New Zealand Quake Toll Rises as Hope Fades for Survivors

By Adrian Bathgate | February 25, 2011

Rescuers extended their search on Friday to shattered houses close to the epicenter of Christchurch’s deadly earthquake, but rain and cold dimmed hopes of finding more survivors of New Zealand’s worst disaster in decades.

The arrival of teams from Britain and the United States, who joined rescuers from Japan, Taiwan and Australia, allowed the difficult search to push into beachside areas hardest hit by Tuesday’s 6.3 tremor in the country’s second-biggest city.

In the community of Mount Pleasant, where the shallow quake opened huge cracks in hillsides and sent car-size boulders thundering down on homes, a small number of people had set up a makeshift tent city in a school.

“They’ve fled to the four corners of the compass,” shouted one unnamed man, gesturing to empty streets in what had become a virtual ghost town of shattered houses and twisted streets.

The disaster has so far claimed 113 lives, and authorities warned that toll was set to climb sharply in coming days with grave fears for more than 200 people still missing.

Fears of a disease outbreak from contaminated water and broken sewage services forced the closure of an emergency centre and relocation of more than 100 people to another center outside the city of 400,000, where a night curfew remains in place.

Many of the missing were students who had come to the city, one of New Zealand’s most attractive, from Japan, China, Taiwan and India to learn English against a backdrop of the country’s dramatic Southern Alps.

“For those people in those far off places, your families are our families, your children are our children,” Christchurch Mayor Bob Parker said in a message to their families overseas, promising searchers would not abandon hope.

Tales were emerging of daring rescues, with doctors in the depths of one collapsed building having to use a Swiss Army knife to amputate one man’s legs to free him.

“There wasn’t really any other option. Essentially the procedure was performed with a Swiss Army knife. I know that sounds terrible, but that’s all we had,” doctor Stuart Philip told the Dominion Post newspaper.

Rescuers pulled aside massive stone blocks and 13 one-ton church bells from the toppled spire of the landmark Christchurch Cathedral in the city heart, where as many as 22 bodies could now be trapped in a square popular with tourists.

“We’re having to move extremely slowly, we’re working brick by brick. There are a lot of loved ones in here that we want to get out,” rescue worker Steve Culhane told Reuters.

Police said 228 people were listed as missing. The list could include many people whose bodies have been found but yet to be identified. More than 2,500 were injured in the quake, and more than 160 of them seriously.

Thousands of survivors queued for food, water, and cash handouts from the government meant to help them survive, but police said there was no need to stockpile petrol or supplies.

Economic Impact

More than half of the dead have come from the ruin of the former Canterbury Television (CTV) building, which housed a popular English language school.
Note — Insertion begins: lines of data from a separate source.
use common::data_structures::notification::{MessageBody, ResolvedRoute};
use common::data_structures::MessageType;
use common::env::EnvConf;
use common::error_code::ApiError;
use gateway::{OutboundMessage, SendReceipt, SmsGateway};
use tracing::{debug, info, warn};

/// One send per recipient, in order, each attempted exactly once.
pub struct Dispatcher<'a> {
    gateway: &'a dyn SmsGateway,
    message_type: Option<MessageType>,
}

impl<'a> Dispatcher<'a> {
    pub fn new(conf: &'a EnvConf, gateway: &'a dyn SmsGateway) -> Self {
        Dispatcher {
            gateway,
            message_type: conf.message_type,
        }
    }

    pub fn message_type(&self, body: &MessageBody) -> MessageType {
        self.message_type
            .unwrap_or_else(|| MessageType::for_text(body.as_str()))
    }

    /// Stops at the first failure, recipients after it are not attempted.
    pub async fn dispatch(
        &self,
        route: &ResolvedRoute,
        body: &MessageBody,
    ) -> Result<Vec<SendReceipt>, ApiError> {
        let typ = self.message_type(body);
        let mut receipts = Vec::with_capacity(route.to.len());
        for to in &route.to {
            let message = OutboundMessage {
                to: to.to_string(),
                from: route.from.to_string(),
                text: body.to_string(),
                typ,
            };
            match self.gateway.send(&message).await {
                Ok(receipt) => {
                    debug!("sent {} from {} to {}", typ, message.from, message.to);
                    info!("{} accepted, group {:?}", typ, receipt.group_id);
                    receipts.push(receipt);
                }
                Err(source) => {
                    debug!("send to {} failed", message.to);
                    warn!("send failed after {} delivered: {}", receipts.len(), source);
                    return Err(ApiError::Dispatch {
                        source,
                        delivered: receipts.len(),
                    });
                }
            }
        }
        Ok(receipts)
    }
}
use std::sync::Arc;

use common::env::EnvConf;
use gateway::SmsGateway;

pub mod respond;

/// Built once at startup and shared read-only by every worker.
pub struct AppState {
    pub conf: EnvConf,
    pub gateway: Arc<dyn SmsGateway>,
}

impl AppState {
    pub fn new(conf: EnvConf, gateway: Arc<dyn SmsGateway>) -> Self {
        AppState { conf, gateway }
    }
}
Around 65 people, including many missing Japanese and Chinese students, are believed to be still inside, caught as floors pancaked down on to one another.

“We’ll keep searching until such time as we have satisfied ourselves beyond all possible doubt that there is no-one left still to rescue in terms of an active find,” said fire rescue chief Jim Stuart Black.

An estimated 70 people have been rescued alive, but the last survivor was pulled out on Wednesday mid-afternoon.

Ratings agency Standard & Poor’s backed New Zealand’s ability to withstand the massive economic impact of the quake, saying the country’s ‘AA+’ foreign rating with a negative outlook was secure.

Early estimates of insurance losses have ranged between $3 billion and $12 billion. Prime Minister John Key said the country’s Earthquake Commission (EQC) disaster fund stood at around NZ$6 billion before the quake, with reinsurance in place and further government backing as needed.

Earthquake recovery minister Gerry Brownlee, a local member of parliament, said costing the quake was guesswork.

“I would expect that this will go beyond NZ$10 billion ($7.5 billion), and the figure will be somewhat north of that,” he told reporters.